== Data extract ==

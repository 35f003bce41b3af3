//! Provider traits and types

use crate::cache::CacheKey;
use crate::results::ProviderResponse;
use crate::search::{DateRange, ErrorKind, FilterSetting, Vertical};
use async_trait::async_trait;
use std::collections::HashMap;
use std::fmt;
use std::time::Duration;
use thiserror::Error;

/// Which upstream a provider talks to
#[derive(Debug, Clone, Copy, PartialEq, Eq, Hash)]
pub enum ProviderKind {
    Bing,
    Google,
    InternalIndex,
}

impl ProviderKind {
    pub fn as_str(&self) -> &'static str {
        match self {
            Self::Bing => "bing",
            Self::Google => "google",
            Self::InternalIndex => "internal_index",
        }
    }
}

impl fmt::Display for ProviderKind {
    fn fmt(&self, f: &mut fmt::Formatter<'_>) -> fmt::Result {
        f.write_str(self.as_str())
    }
}

/// Everything a provider needs to build one request
#[derive(Debug, Clone, Default)]
pub struct ProviderQuery {
    /// Query plus locale and tenant scope, for external providers
    pub formatted_query: String,
    /// User query without tenant scope, for the internal index
    pub query: String,
    pub vertical: Vertical,
    pub offset: u64,
    pub page: u32,
    pub per_page: u32,
    pub filter_setting: FilterSetting,
    pub enable_highlighting: bool,
    pub locale: String,
    pub tenant_id: String,
    /// News feed restriction
    pub channel: Option<u64>,
    pub date_range: Option<DateRange>,
    pub sort_by_relevance: bool,
    /// News feeds searched when no channel is given
    pub feeds: Vec<u64>,
}

/// HTTP request to be made for a provider
#[derive(Debug, Clone)]
pub struct OutboundRequest {
    /// URL to request
    pub url: String,
    /// HTTP method
    pub method: HttpMethod,
    /// Request headers
    pub headers: HashMap<String, String>,
    /// Query parameters, in order
    pub params: Vec<(String, String)>,
    /// JSON body for POST requests
    pub body: Option<serde_json::Value>,
}

impl OutboundRequest {
    /// Create a GET request
    pub fn get(url: impl Into<String>) -> Self {
        Self {
            url: url.into(),
            method: HttpMethod::Get,
            headers: HashMap::new(),
            params: Vec::new(),
            body: None,
        }
    }

    /// Create a POST request
    pub fn post(url: impl Into<String>) -> Self {
        Self {
            method: HttpMethod::Post,
            ..Self::get(url)
        }
    }

    /// Add a header
    pub fn header(mut self, key: impl Into<String>, value: impl Into<String>) -> Self {
        self.headers.insert(key.into(), value.into());
        self
    }

    /// Add a query parameter
    pub fn param(mut self, key: impl Into<String>, value: impl ToString) -> Self {
        self.params.push((key.into(), value.to_string()));
        self
    }

    /// Add a query parameter when a value is present
    pub fn param_opt(self, key: impl Into<String>, value: Option<impl ToString>) -> Self {
        match value {
            Some(value) => self.param(key, value),
            None => self,
        }
    }

    /// Add JSON body
    pub fn json(mut self, data: serde_json::Value) -> Self {
        self.body = Some(data);
        self
    }

    /// Value of a query parameter
    pub fn param_value(&self, key: &str) -> Option<&str> {
        self.params
            .iter()
            .find(|(k, _)| k == key)
            .map(|(_, v)| v.as_str())
    }
}

/// HTTP method
#[derive(Debug, Clone, Copy, PartialEq, Eq)]
pub enum HttpMethod {
    Get,
    Post,
}

/// HTTP response from a provider request
#[derive(Debug)]
pub struct OutboundResponse {
    /// HTTP status code
    pub status: u16,
    /// Response headers
    pub headers: HashMap<String, String>,
    /// Response body as text
    pub text: String,
    /// Response URL (after redirects)
    pub url: String,
}

impl OutboundResponse {
    /// Check if response is successful (2xx)
    pub fn is_success(&self) -> bool {
        (200..300).contains(&self.status)
    }
}

/// Provider failures
#[derive(Debug, Clone, Error, PartialEq, Eq)]
pub enum ProviderError {
    /// Transport failure (connection refused, DNS, TLS, ...)
    #[error("provider unavailable: {0}")]
    Unavailable(String),
    #[error("provider timed out")]
    Timeout,
    /// Non-2xx response
    #[error("provider returned HTTP {status}")]
    Status { status: u16, body: String },
    #[error("malformed provider payload: {0}")]
    MalformedPayload(String),
    #[error("provider does not serve the {0} vertical")]
    UnsupportedVertical(Vertical),
    /// Request could not be built (missing endpoint, bad configuration)
    #[error("invalid provider request: {0}")]
    InvalidRequest(String),
}

impl ProviderError {
    pub fn kind(&self) -> ErrorKind {
        match self {
            Self::MalformedPayload(_) => ErrorKind::MalformedProviderPayload,
            _ => ErrorKind::ProviderUnavailable,
        }
    }
}

impl From<serde_json::Error> for ProviderError {
    fn from(err: serde_json::Error) -> Self {
        Self::MalformedPayload(err.to_string())
    }
}

/// Per-provider adapter: builds requests and decodes payloads.
///
/// Adapters do no I/O; [`super::HttpProvider`] runs them over HTTP.
pub trait Provider: Send + Sync {
    /// Provider name
    fn name(&self) -> &str;

    fn kind(&self) -> ProviderKind;

    /// Verticals this provider serves
    fn verticals(&self) -> &[Vertical] {
        &[Vertical::Web, Vertical::Image]
    }

    /// Default timeout in seconds
    fn timeout(&self) -> f64 {
        crate::DEFAULT_TIMEOUT
    }

    /// Source label used in cache keys
    fn sources(&self, vertical: Vertical) -> &'static str;

    /// Cache key for a query against this provider
    fn cache_key(&self, query: &ProviderQuery) -> CacheKey {
        CacheKey::provider(
            &query.formatted_query,
            self.sources(query.vertical),
            query.offset,
            query.per_page,
            query.enable_highlighting,
            query.filter_setting,
        )
    }

    /// Build the HTTP request for a search
    fn request(&self, query: &ProviderQuery) -> Result<OutboundRequest, ProviderError>;

    /// Decode a response body
    fn decode(&self, query: &ProviderQuery, body: &str) -> Result<ProviderResponse, ProviderError>;

    fn supports(&self, vertical: Vertical) -> bool {
        self.verticals().contains(&vertical)
    }
}

/// Provider as seen by the search orchestrator
#[async_trait]
pub trait ProviderClient: Send + Sync {
    fn name(&self) -> &str;

    fn kind(&self) -> ProviderKind;

    fn supports(&self, vertical: Vertical) -> bool;

    fn cache_key(&self, query: &ProviderQuery) -> CacheKey;

    /// Fetch the raw response body
    async fn fetch(&self, query: &ProviderQuery) -> Result<String, ProviderError>;

    /// Decode a raw body, fetched or cached
    fn decode(&self, query: &ProviderQuery, body: &str) -> Result<ProviderResponse, ProviderError>;

    /// Fetch and decode
    async fn execute(&self, query: &ProviderQuery) -> Result<ProviderResponse, ProviderError> {
        let body = self.fetch(query).await?;
        self.decode(query, &body)
    }
}

/// Effective timeout: configured value, else provider default, capped
pub fn effective_timeout(configured: Option<f64>, provider_default: f64) -> Duration {
    let secs = configured
        .unwrap_or(provider_default)
        .clamp(0.001, crate::MAX_TIMEOUT);
    Duration::from_secs_f64(secs)
}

===

## [Exercise]
Determine the number of lines in the listing that contain the string "HttpMethod". Write that number and nothing else.

## [Exercise result]
4